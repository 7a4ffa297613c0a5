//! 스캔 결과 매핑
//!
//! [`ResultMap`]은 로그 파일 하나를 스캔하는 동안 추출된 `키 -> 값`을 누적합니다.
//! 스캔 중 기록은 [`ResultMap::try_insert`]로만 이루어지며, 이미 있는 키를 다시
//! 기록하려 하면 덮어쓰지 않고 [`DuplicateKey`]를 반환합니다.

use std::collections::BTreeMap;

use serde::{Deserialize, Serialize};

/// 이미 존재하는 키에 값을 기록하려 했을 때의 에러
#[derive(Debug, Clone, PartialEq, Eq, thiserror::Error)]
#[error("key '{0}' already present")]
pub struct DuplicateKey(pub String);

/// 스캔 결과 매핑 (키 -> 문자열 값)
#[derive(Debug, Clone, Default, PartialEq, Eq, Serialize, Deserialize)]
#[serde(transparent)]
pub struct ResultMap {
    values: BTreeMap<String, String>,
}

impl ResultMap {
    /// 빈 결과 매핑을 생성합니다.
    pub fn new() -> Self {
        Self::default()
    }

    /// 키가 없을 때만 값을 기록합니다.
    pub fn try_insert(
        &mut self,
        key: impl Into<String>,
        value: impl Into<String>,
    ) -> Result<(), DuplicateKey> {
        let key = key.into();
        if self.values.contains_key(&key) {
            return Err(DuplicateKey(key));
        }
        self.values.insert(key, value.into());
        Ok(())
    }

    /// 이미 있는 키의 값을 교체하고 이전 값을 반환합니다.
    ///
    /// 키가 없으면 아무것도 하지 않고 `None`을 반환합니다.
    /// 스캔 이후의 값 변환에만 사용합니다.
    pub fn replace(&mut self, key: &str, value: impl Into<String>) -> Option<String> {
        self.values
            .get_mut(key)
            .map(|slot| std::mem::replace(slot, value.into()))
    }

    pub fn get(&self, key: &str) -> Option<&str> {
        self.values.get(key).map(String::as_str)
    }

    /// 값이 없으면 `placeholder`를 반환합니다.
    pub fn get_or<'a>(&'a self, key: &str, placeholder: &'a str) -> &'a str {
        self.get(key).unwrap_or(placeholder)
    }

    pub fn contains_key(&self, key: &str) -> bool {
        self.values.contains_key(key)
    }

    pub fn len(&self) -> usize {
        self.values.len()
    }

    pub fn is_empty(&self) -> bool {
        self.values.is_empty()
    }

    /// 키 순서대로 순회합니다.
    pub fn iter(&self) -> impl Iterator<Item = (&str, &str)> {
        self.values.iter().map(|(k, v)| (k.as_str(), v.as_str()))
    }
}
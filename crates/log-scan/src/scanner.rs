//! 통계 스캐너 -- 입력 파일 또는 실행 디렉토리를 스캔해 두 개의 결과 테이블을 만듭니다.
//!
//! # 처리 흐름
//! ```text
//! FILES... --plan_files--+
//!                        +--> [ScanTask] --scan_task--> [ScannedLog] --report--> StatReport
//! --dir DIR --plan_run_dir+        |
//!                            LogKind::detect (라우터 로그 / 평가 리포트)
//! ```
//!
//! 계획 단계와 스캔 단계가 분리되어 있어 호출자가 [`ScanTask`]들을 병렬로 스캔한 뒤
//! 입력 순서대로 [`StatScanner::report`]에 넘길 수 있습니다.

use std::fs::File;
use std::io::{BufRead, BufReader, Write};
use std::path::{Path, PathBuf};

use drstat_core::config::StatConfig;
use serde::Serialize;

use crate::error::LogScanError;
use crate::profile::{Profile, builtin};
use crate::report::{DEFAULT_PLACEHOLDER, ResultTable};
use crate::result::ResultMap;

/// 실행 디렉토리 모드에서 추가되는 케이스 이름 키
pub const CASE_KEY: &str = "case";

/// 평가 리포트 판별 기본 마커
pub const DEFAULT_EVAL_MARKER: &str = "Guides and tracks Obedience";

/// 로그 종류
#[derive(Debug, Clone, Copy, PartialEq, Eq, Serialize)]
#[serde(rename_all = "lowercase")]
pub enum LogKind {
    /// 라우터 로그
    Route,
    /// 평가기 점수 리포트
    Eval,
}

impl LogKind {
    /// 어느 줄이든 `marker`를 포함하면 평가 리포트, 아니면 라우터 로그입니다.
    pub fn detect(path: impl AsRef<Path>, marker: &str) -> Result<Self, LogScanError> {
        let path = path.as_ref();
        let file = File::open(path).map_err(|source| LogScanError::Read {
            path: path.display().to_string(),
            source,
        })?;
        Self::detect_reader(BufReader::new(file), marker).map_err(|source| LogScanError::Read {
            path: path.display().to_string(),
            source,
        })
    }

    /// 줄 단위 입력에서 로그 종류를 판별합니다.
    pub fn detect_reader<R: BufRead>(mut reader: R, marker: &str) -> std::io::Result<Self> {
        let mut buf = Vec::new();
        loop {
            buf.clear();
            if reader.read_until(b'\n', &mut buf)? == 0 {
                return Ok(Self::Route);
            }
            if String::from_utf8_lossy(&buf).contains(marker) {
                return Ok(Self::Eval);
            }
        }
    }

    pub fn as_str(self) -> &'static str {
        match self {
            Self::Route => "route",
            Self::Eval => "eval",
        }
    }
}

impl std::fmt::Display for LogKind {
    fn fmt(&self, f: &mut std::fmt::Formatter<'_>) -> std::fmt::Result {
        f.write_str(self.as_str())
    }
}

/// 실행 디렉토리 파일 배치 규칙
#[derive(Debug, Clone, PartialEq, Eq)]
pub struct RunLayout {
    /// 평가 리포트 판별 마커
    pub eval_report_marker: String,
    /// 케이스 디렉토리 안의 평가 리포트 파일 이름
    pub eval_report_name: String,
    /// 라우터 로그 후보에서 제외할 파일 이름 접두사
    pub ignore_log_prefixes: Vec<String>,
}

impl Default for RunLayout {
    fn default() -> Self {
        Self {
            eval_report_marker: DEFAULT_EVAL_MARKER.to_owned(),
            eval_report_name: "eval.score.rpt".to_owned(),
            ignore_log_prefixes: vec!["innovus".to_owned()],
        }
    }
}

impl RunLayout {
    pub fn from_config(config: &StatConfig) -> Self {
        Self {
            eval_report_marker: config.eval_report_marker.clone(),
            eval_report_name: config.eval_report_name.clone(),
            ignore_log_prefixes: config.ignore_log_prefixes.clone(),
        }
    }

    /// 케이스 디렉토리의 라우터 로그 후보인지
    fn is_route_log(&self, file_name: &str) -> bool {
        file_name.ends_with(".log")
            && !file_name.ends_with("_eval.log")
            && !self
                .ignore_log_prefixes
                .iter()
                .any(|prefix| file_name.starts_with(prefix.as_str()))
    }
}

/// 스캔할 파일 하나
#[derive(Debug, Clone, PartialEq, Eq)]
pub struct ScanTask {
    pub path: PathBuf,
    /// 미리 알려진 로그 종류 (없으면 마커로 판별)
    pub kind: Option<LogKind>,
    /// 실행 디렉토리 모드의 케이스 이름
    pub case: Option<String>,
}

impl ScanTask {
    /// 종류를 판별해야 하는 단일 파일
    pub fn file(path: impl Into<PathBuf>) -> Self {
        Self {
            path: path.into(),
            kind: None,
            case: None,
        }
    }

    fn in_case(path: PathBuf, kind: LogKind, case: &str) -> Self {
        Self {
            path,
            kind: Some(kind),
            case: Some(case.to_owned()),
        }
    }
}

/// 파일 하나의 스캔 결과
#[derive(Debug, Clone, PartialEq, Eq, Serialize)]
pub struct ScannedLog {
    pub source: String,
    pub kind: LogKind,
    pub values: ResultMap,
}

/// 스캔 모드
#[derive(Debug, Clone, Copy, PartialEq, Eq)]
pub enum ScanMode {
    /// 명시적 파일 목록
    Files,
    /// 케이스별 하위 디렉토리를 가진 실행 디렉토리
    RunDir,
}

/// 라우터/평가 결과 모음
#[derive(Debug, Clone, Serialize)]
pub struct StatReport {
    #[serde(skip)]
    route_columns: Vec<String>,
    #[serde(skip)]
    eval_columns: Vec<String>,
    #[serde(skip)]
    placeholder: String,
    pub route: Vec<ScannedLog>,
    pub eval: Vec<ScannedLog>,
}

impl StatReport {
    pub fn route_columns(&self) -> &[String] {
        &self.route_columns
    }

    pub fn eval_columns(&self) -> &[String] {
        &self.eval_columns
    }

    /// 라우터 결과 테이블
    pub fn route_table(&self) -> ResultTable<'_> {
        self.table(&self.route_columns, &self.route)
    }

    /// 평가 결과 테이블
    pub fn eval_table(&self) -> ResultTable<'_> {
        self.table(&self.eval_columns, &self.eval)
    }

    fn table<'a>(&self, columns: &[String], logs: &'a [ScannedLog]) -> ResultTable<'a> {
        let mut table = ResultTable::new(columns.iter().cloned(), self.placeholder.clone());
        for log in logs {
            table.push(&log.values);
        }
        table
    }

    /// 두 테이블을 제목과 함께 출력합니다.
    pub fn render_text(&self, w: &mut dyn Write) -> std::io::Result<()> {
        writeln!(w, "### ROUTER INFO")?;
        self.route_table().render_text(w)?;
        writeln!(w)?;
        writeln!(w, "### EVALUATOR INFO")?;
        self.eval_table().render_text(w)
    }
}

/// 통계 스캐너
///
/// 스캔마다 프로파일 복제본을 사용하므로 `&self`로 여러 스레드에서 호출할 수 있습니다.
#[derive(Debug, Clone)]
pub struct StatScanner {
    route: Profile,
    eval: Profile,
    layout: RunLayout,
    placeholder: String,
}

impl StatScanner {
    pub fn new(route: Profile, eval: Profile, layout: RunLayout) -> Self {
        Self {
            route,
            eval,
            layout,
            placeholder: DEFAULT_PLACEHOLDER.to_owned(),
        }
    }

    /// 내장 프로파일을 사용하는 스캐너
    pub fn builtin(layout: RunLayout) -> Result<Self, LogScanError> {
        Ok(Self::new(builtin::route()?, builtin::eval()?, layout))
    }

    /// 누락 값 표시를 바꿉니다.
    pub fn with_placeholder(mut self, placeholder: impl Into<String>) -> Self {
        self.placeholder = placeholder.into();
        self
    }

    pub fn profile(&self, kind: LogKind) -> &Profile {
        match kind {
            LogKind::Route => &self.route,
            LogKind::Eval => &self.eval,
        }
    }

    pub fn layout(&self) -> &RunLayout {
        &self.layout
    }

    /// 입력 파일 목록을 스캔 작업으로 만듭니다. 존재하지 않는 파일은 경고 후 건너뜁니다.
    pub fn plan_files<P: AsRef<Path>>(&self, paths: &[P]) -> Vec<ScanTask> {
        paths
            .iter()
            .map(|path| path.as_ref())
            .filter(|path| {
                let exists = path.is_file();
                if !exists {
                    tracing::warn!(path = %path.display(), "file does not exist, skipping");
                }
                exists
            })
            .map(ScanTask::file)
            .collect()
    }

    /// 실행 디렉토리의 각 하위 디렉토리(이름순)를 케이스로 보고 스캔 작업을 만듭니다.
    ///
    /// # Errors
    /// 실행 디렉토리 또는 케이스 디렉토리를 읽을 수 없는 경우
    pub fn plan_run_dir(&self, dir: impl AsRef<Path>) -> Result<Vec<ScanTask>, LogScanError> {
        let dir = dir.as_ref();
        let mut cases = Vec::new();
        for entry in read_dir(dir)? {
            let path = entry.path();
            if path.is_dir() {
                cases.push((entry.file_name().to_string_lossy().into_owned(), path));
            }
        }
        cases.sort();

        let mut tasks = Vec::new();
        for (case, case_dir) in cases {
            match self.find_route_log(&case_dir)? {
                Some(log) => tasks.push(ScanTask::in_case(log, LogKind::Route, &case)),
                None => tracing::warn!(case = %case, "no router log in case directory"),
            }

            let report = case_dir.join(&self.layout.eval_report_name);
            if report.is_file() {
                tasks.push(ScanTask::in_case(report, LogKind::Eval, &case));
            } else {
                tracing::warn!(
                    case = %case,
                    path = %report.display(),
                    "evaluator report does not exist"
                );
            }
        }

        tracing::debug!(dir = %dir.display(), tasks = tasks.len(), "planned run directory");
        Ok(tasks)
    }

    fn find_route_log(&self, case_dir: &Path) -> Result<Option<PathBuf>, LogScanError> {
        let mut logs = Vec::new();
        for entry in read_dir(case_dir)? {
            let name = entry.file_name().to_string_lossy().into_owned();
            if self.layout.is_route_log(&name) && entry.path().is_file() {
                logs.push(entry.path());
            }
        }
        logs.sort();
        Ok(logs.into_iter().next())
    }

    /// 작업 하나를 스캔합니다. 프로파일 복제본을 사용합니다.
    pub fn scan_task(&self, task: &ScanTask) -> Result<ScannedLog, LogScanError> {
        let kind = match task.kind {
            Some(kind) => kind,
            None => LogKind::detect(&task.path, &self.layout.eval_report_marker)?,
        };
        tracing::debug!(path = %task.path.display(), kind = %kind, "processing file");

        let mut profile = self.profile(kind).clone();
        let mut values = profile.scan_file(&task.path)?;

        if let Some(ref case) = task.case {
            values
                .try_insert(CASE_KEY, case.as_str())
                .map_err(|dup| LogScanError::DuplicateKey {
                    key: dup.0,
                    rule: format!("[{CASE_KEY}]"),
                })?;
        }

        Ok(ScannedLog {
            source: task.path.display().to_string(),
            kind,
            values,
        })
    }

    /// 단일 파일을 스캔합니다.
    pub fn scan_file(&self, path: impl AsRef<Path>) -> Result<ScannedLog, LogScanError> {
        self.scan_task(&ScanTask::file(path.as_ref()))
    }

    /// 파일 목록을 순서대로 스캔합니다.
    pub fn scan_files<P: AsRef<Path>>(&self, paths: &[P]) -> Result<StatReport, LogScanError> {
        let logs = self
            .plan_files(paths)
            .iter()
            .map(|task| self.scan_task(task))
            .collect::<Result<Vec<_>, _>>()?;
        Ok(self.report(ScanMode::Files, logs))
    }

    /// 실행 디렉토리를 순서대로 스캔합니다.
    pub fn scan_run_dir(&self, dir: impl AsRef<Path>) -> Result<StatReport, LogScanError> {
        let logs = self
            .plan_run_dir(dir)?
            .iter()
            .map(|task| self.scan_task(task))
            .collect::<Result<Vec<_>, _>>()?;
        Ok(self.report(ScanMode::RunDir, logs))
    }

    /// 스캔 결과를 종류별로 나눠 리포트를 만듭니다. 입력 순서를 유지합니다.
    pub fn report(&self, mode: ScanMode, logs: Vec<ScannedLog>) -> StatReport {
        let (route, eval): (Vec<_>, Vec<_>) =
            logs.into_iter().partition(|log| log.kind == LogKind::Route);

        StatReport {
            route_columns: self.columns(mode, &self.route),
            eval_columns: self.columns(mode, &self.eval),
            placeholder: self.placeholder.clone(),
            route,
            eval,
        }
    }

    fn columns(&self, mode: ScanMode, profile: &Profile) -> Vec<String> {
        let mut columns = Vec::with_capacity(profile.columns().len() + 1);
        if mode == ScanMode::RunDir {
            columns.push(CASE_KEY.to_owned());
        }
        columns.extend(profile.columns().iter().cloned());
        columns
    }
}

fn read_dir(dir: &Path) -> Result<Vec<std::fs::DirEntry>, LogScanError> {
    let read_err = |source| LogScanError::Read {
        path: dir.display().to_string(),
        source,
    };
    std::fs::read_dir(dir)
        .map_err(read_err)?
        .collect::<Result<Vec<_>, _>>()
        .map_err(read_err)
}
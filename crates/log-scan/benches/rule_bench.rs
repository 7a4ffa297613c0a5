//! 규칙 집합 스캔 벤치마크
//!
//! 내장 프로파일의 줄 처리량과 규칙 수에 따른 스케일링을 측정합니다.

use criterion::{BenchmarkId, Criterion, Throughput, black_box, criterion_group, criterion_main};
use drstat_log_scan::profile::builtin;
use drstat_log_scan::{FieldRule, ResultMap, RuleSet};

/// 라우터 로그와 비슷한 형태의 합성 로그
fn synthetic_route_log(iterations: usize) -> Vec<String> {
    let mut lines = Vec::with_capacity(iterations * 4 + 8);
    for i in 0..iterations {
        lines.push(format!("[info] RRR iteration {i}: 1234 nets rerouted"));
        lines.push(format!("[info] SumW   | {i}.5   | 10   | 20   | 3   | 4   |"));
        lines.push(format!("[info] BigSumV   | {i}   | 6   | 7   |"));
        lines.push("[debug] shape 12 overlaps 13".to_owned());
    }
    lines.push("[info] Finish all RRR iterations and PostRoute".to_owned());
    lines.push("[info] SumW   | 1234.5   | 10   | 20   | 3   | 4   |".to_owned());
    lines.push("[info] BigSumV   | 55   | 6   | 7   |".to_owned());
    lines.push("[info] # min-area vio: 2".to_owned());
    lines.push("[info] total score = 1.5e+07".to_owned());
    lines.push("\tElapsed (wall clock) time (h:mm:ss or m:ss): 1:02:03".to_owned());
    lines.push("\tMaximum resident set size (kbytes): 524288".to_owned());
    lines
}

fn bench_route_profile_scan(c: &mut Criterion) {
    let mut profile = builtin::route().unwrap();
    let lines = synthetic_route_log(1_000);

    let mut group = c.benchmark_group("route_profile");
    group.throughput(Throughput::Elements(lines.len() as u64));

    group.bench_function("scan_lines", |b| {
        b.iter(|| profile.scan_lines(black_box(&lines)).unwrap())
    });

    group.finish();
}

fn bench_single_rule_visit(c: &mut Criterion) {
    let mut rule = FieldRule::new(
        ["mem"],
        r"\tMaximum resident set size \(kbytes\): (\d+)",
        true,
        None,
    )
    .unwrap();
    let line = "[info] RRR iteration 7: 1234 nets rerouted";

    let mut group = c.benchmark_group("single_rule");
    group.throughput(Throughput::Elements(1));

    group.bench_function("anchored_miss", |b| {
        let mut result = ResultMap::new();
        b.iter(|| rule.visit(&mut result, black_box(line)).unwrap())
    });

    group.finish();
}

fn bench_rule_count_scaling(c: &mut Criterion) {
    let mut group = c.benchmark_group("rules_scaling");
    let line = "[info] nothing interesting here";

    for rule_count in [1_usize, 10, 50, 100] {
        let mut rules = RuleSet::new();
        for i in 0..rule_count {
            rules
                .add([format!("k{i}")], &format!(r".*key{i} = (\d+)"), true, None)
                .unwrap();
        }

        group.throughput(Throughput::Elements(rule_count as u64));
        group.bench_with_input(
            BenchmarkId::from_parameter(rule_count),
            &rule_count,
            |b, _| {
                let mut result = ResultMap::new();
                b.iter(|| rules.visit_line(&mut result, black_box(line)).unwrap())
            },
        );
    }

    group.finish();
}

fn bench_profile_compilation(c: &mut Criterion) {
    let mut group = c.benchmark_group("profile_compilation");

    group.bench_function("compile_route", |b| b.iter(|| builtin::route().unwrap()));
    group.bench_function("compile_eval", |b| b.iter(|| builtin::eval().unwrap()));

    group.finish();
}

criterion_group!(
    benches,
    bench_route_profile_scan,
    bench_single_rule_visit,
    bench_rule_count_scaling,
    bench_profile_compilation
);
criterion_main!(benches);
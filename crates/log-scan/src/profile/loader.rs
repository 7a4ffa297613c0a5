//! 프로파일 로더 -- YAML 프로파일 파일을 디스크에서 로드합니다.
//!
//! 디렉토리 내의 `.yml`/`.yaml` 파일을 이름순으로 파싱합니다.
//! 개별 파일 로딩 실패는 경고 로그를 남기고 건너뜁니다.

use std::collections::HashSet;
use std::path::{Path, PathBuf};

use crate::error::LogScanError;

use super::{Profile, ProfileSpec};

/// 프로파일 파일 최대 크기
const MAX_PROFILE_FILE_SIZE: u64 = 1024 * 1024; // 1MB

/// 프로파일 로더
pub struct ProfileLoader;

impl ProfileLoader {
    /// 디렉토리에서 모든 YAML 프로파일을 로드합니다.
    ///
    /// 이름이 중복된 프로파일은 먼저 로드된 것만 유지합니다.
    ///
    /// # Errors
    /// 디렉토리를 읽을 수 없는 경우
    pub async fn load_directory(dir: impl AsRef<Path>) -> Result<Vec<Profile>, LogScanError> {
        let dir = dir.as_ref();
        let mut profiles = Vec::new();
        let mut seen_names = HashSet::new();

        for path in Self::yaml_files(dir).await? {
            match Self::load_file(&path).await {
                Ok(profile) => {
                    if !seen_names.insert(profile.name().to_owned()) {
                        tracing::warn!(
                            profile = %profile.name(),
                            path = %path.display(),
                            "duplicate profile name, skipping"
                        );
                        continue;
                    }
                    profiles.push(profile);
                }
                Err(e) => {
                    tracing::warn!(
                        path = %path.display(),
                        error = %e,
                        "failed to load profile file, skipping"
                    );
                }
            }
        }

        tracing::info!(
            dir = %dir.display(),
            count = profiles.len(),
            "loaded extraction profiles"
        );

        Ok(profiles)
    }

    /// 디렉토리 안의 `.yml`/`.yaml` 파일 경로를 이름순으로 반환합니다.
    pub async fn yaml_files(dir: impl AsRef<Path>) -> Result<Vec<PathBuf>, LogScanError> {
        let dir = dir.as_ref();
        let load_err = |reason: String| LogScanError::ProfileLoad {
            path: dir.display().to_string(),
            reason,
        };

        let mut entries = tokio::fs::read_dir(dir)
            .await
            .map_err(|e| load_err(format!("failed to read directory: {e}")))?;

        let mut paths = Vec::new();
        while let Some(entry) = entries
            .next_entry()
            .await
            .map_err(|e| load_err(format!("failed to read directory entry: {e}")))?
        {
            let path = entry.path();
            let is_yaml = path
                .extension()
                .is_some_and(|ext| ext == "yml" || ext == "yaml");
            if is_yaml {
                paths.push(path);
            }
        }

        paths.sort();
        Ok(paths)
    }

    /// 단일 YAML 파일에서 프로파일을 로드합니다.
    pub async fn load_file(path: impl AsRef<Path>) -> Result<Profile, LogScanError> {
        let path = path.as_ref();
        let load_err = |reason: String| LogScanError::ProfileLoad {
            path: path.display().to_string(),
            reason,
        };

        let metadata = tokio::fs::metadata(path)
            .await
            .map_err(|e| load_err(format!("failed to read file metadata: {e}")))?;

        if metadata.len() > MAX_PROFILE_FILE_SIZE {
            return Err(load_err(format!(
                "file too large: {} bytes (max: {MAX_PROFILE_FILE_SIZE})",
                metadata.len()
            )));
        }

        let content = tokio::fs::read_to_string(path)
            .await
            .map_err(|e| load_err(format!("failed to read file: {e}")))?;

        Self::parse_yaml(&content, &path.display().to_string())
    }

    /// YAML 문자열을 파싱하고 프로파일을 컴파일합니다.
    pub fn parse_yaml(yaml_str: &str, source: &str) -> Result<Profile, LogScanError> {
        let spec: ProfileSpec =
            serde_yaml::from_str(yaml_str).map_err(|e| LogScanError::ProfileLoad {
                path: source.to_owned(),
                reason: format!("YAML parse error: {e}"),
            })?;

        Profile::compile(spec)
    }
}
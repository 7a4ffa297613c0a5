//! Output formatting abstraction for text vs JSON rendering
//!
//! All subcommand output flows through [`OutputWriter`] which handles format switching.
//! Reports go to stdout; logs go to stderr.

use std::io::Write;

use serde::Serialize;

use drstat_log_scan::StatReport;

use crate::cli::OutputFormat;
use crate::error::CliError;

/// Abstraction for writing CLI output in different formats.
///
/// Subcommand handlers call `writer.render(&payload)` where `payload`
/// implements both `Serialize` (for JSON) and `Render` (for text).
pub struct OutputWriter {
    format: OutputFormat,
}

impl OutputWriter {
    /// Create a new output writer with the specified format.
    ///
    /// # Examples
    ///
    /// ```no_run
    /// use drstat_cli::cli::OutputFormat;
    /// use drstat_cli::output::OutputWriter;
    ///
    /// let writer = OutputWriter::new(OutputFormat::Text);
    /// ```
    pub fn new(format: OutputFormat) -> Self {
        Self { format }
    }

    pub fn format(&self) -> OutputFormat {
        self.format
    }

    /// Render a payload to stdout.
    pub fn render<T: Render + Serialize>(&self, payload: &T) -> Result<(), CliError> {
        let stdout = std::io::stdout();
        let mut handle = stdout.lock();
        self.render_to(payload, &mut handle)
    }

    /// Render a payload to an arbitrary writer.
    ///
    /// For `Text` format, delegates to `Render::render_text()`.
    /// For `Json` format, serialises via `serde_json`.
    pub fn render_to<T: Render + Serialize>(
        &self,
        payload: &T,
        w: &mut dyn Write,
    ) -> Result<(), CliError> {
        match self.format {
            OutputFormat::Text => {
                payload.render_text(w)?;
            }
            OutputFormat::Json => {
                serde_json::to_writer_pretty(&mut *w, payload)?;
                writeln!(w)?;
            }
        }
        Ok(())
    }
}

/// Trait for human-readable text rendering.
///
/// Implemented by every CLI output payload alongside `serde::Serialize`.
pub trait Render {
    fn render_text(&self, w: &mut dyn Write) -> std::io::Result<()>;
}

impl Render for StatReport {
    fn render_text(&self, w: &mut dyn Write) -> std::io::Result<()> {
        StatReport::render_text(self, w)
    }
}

########

- [WORK ITEM]:
Scan the entries above for the line containing "Ok(Self::new(builtin::route()?, builtin::eval()?, layout))", and copy it and all lines after it exactly, down to and including the line containing "케이스 디렉토리를 읽을 수 없는 경우".

- [RESULT OF THIS TASK]:
        Ok(Self::new(builtin::route()?, builtin::eval()?, layout))
    }

    /// 누락 값 표시를 바꿉니다.
    pub fn with_placeholder(mut self, placeholder: impl Into<String>) -> Self {
        self.placeholder = placeholder.into();
        self
    }

    pub fn profile(&self, kind: LogKind) -> &Profile {
        match kind {
            LogKind::Route => &self.route,
            LogKind::Eval => &self.eval,
        }
    }

    pub fn layout(&self) -> &RunLayout {
        &self.layout
    }

    /// 입력 파일 목록을 스캔 작업으로 만듭니다. 존재하지 않는 파일은 경고 후 건너뜁니다.
    pub fn plan_files<P: AsRef<Path>>(&self, paths: &[P]) -> Vec<ScanTask> {
        paths
            .iter()
            .map(|path| path.as_ref())
            .filter(|path| {
                let exists = path.is_file();
                if !exists {
                    tracing::warn!(path = %path.display(), "file does not exist, skipping");
                }
                exists
            })
            .map(ScanTask::file)
            .collect()
    }

    /// 실행 디렉토리의 각 하위 디렉토리(이름순)를 케이스로 보고 스캔 작업을 만듭니다.
    ///
    /// # Errors
    /// 실행 디렉토리 또는 케이스 디렉토리를 읽을 수 없는 경우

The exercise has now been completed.